[Work item] Go through the material below and copy each line where the word "Serialize" appears.

[Provided data]
use async_trait::async_trait;

use crate::error::BackendError;
use crate::grid::WeekWindow;
use crate::models::{CreateEntryCommand, EntryId, Phase, PhaseId, Project, ProjectId, Task, TimeEntry};

#[cfg(test)]
mod mock;
#[cfg(test)]
pub use mock::MockBackend;

/// Outbound port for the timesheet service.
///
/// Implementations return the lists as the service has them; filtering
/// disabled phases and tasks happens in the workflow.
#[async_trait]
pub trait TimesheetBackend: Send + Sync + 'static {
    /// Entries recorded between the window's Monday and Sunday, inclusive.
    async fn fetch_week_entries(&self, window: WeekWindow) -> Result<Vec<TimeEntry>, BackendError>;

    async fn fetch_active_projects(&self) -> Result<Vec<Project>, BackendError>;

    async fn fetch_phases(&self, project: ProjectId) -> Result<Vec<Phase>, BackendError>;

    async fn fetch_tasks(&self, phase: PhaseId) -> Result<Vec<Task>, BackendError>;

    async fn submit_entry(&self, command: &CreateEntryCommand) -> Result<EntryId, BackendError>;
}
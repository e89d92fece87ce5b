use crate::app::{App, FormField};
use crossterm::event::{KeyCode, KeyEvent, KeyModifiers};
use time::OffsetDateTime;
use timesheet_core::WorkflowError;

pub(super) fn handle_entry_key(key: KeyEvent, app: &mut App, now: OffsetDateTime) {
    let today = app.engine.reference().today(now);
    let Some(form) = app.form.as_mut() else {
        return;
    };

    let result: Result<(), WorkflowError> = match key.code {
        KeyCode::Char('s') if key.modifiers.contains(KeyModifiers::CONTROL) => form.submit(),
        KeyCode::Esc => match form.back() {
            Ok(true) => Ok(()),
            Ok(false) => {
                app.close_form();
                return;
            }
            Err(error) => Err(error),
        },
        KeyCode::Up | KeyCode::BackTab => {
            form.focus_prev();
            Ok(())
        }
        KeyCode::Down | KeyCode::Tab => {
            form.focus_next();
            Ok(())
        }
        KeyCode::Left => form.cycle(-1, today),
        KeyCode::Right => form.cycle(1, today),
        KeyCode::Enter => form.confirm(),
        KeyCode::Backspace if form.focus() == FormField::Notes => form.backspace(),
        KeyCode::Char(c)
            if form.focus() == FormField::Notes && !key.modifiers.contains(KeyModifiers::CONTROL) =>
        {
            form.input_char(c)
        }
        _ => Ok(()),
    };

    match result {
        Ok(()) => app.clear_status(),
        // Validation problems are already on the form's status line.
        Err(WorkflowError::Validation(_)) => app.clear_status(),
        Err(error) => app.set_status(error.to_string()),
    }
}
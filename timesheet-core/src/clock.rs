//! Wall-clock helpers shared by the grid and the entry workflow.
//!
//! All comparisons happen in minutes since midnight on a calendar date that
//! was derived through a single [`TimeReference`].

use std::fmt;
use std::str::FromStr;

use serde::{Deserialize, Serialize};
use time::format_description::BorrowedFormatItem;
use time::macros::format_description;
use time::{Date, OffsetDateTime, PrimitiveDateTime, Time, UtcOffset};

use crate::error::ClockError;

pub const MINUTES_PER_DAY: u16 = 24 * 60;

const DATE_FORMAT: &[BorrowedFormatItem<'static>] = format_description!("[year]-[month]-[day]");
const WALL_TIME_FORMAT: &[BorrowedFormatItem<'static>] = format_description!("[hour]:[minute]");
const WALL_TIME_SECONDS_FORMAT: &[BorrowedFormatItem<'static>] =
    format_description!("[hour]:[minute]:[second]");

/// The one time frame used to bucket entries, build week windows and decide
/// whether a slot lies in the future.
#[derive(Debug, Clone, Copy, PartialEq, Eq, Default)]
pub enum TimeReference {
    #[default]
    Utc,
    Fixed(UtcOffset),
}

impl TimeReference {
    /// Resolve the machine's local offset once, falling back to UTC when it
    /// cannot be determined (e.g. once other threads are running).
    pub fn local_or_utc() -> Self {
        match UtcOffset::current_local_offset() {
            Ok(offset) => Self::Fixed(offset),
            Err(_) => Self::Utc,
        }
    }

    pub fn offset(&self) -> UtcOffset {
        match self {
            TimeReference::Utc => UtcOffset::UTC,
            TimeReference::Fixed(offset) => *offset,
        }
    }

    /// Wall-clock date and time of `instant` in this frame.
    pub fn wall_clock(&self, instant: OffsetDateTime) -> PrimitiveDateTime {
        let shifted = instant.to_offset(self.offset());
        PrimitiveDateTime::new(shifted.date(), shifted.time())
    }

    pub fn today(&self, instant: OffsetDateTime) -> Date {
        self.wall_clock(instant).date()
    }
}

/// A calendar date keyed by its `YYYY-MM-DD` form.
#[derive(Debug, Clone, Copy, PartialEq, Eq, PartialOrd, Ord, Hash, Serialize, Deserialize)]
#[serde(try_from = "String", into = "String")]
pub struct DateKey(Date);

impl DateKey {
    pub fn new(date: Date) -> Self {
        Self(date)
    }

    pub fn date(&self) -> Date {
        self.0
    }
}

impl fmt::Display for DateKey {
    fn fmt(&self, f: &mut fmt::Formatter<'_>) -> fmt::Result {
        let formatted = self.0.format(DATE_FORMAT).map_err(|_| fmt::Error)?;
        f.write_str(&formatted)
    }
}

impl FromStr for DateKey {
    type Err = ClockError;

    fn from_str(s: &str) -> Result<Self, Self::Err> {
        Date::parse(s.trim(), DATE_FORMAT)
            .map(Self)
            .map_err(|_| ClockError::InvalidDate(s.to_string()))
    }
}

impl TryFrom<String> for DateKey {
    type Error = ClockError;

    fn try_from(value: String) -> Result<Self, Self::Error> {
        value.parse()
    }
}

impl From<DateKey> for String {
    fn from(key: DateKey) -> Self {
        key.to_string()
    }
}

impl From<Date> for DateKey {
    fn from(date: Date) -> Self {
        Self(date)
    }
}

/// A step size in minutes that evenly divides an hour.
#[derive(Debug, Clone, Copy, PartialEq, Eq, Hash, Serialize, Deserialize)]
#[serde(try_from = "u16", into = "u16")]
pub struct Granularity(u16);

impl Granularity {
    pub const FIVE_MINUTES: Granularity = Granularity(5);
    pub const QUARTER_HOUR: Granularity = Granularity(15);
    pub const HALF_HOUR: Granularity = Granularity(30);
    pub const HOUR: Granularity = Granularity(60);

    pub fn minutes(minutes: u16) -> Result<Self, ClockError> {
        if minutes == 0 || 60 % minutes != 0 {
            return Err(ClockError::InvalidGranularity(minutes));
        }
        Ok(Self(minutes))
    }

    pub const fn as_minutes(&self) -> u16 {
        self.0
    }

    /// Round `minute` up to the next multiple of this step.
    pub fn ceil(&self, minute: u16) -> u16 {
        minute.div_ceil(self.0) * self.0
    }

    /// Round `minute` down to the previous multiple of this step.
    pub fn floor(&self, minute: u16) -> u16 {
        minute - minute % self.0
    }
}

impl TryFrom<u16> for Granularity {
    type Error = ClockError;

    fn try_from(value: u16) -> Result<Self, Self::Error> {
        Self::minutes(value)
    }
}

impl From<Granularity> for u16 {
    fn from(granularity: Granularity) -> Self {
        granularity.0
    }
}

/// Minutes since midnight, ignoring seconds.
pub fn minute_of_day(time: Time) -> u16 {
    u16::from(time.hour()) * 60 + u16::from(time.minute())
}

/// The wall-clock time at `minute` minutes since midnight, if within the day.
pub fn time_at_minute(minute: u16) -> Option<Time> {
    if minute >= MINUTES_PER_DAY {
        return None;
    }
    Time::from_hms((minute / 60) as u8, (minute % 60) as u8, 0).ok()
}

/// Parse zero-padded `HH:MM` (or `HH:MM:SS`, seconds dropped).
pub fn parse_wall_time(input: &str) -> Result<Time, ClockError> {
    let invalid = || ClockError::InvalidTime(input.to_string());
    let trimmed = input.trim();
    let time = Time::parse(trimmed, WALL_TIME_FORMAT)
        .or_else(|_| Time::parse(trimmed, WALL_TIME_SECONDS_FORMAT))
        .map_err(|_| invalid())?;
    time.replace_second(0).map_err(|_| invalid())
}

/// A wall-clock time that displays as `HH:MM` in 24-hour form.
#[derive(Debug, Clone, Copy, PartialEq, Eq)]
pub struct WallTime(pub Time);

impl fmt::Display for WallTime {
    fn fmt(&self, f: &mut fmt::Formatter<'_>) -> fmt::Result {
        let formatted = self.0.format(WALL_TIME_FORMAT).map_err(|_| fmt::Error)?;
        f.write_str(&formatted)
    }
}

/// `HH:MM` in 24-hour form.
pub fn format_wall_time(time: Time) -> String {
    WallTime(time).to_string()
}

/// `9:00 AM` style label used in time pickers.
pub fn format_12h(time: Time) -> String {
    let suffix = if time.hour() >= 12 { "PM" } else { "AM" };
    let hour = match time.hour() % 12 {
        0 => 12,
        h => h,
    };
    format!("{}:{:02} {}", hour, time.minute(), suffix)
}

/// Decimal hours for a span of minutes, rounded to two decimals.
pub fn hours_from_minutes(minutes: u32) -> f64 {
    (f64::from(minutes) / 60.0 * 100.0).round() / 100.0
}

/// A selectable time in a start/end picker.
#[derive(Debug, Clone, PartialEq, Eq)]
pub struct TimeOption {
    pub value: Time,
    pub label: String,
}

impl TimeOption {
    fn at(value: Time) -> Self {
        Self {
            value,
            label: format_12h(value),
        }
    }
}

/// Every multiple of `step` in `[00:00, 24:00)`.
pub fn time_options(step: Granularity) -> Vec<TimeOption> {
    options_from(0, step)
}

/// Options at multiples of `step` that are at or after `minute`.
pub fn options_from(minute: u16, step: Granularity) -> Vec<TimeOption> {
    (step.ceil(minute)..MINUTES_PER_DAY)
        .step_by(usize::from(step.as_minutes()))
        .filter_map(time_at_minute)
        .map(TimeOption::at)
        .collect()
}
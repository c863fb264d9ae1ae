//! # envfig demo application
//!
//! A sample CLI tool that loads its settings from `example.env` (or
//! `--config-file`), prints them with secrets redacted, and with `--edit`
//! walks through every setting on the terminal before saving.
//!
//! ## Running
//!
//! ```sh
//! printf 'ACCESS_KEY=k\nLAST4_SSN=1234\n' > example.env
//! cargo run --example envfig_demo
//! cargo run --example envfig_demo -- --edit
//! RUST_LOG=envfig=debug cargo run --example envfig_demo
//! ```

mod config;

use std::process::ExitCode;

use clap::Parser;
use tracing_subscriber::EnvFilter;

use envfig::{ConfigAction, Envfig, EnvfigArgs, FileLocation};

use config::DemoConfig;

const CONFIG_FILE_NAME: &str = "example.env";

/// envfig demo: show and edit env-bound settings.
#[derive(Parser, Debug)]
#[command(name = "envfig-demo")]
struct Cli {
    #[command(flatten)]
    config: EnvfigArgs,
}

fn main() -> ExitCode {
    tracing_subscriber::fmt()
        .with_env_filter(EnvFilter::from_default_env())
        .with_writer(std::io::stderr)
        .init();

    let cli = Cli::parse();
    let builder = cli.config.configure(
        Envfig::builder::<DemoConfig>()
            .app_name("envfig-demo")
            .file_name(CONFIG_FILE_NAME)
            .location(FileLocation::Cwd),
    );
    let action = cli.config.into_action();

    if action == ConfigAction::Edit {
        println!("Current configuration:");
        if let Err(e) = builder.handle_and_print(&ConfigAction::Show) {
            eprintln!("error: {e}");
            return ExitCode::FAILURE;
        }
        println!();
        println!("Updated configuration:");
    }

    match builder.handle_and_print(&action) {
        Ok(()) => ExitCode::SUCCESS,
        Err(e) => {
            eprintln!("error: {e}");
            ExitCode::FAILURE
        }
    }
}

[Answer]
use serde::{Deserialize, Serialize};
#[derive(Debug, Clone, Copy, PartialEq, Eq, PartialOrd, Ord, Hash, Serialize, Deserialize)]
#[derive(Debug, Clone, Copy, PartialEq, Eq, Hash, Serialize, Deserialize)]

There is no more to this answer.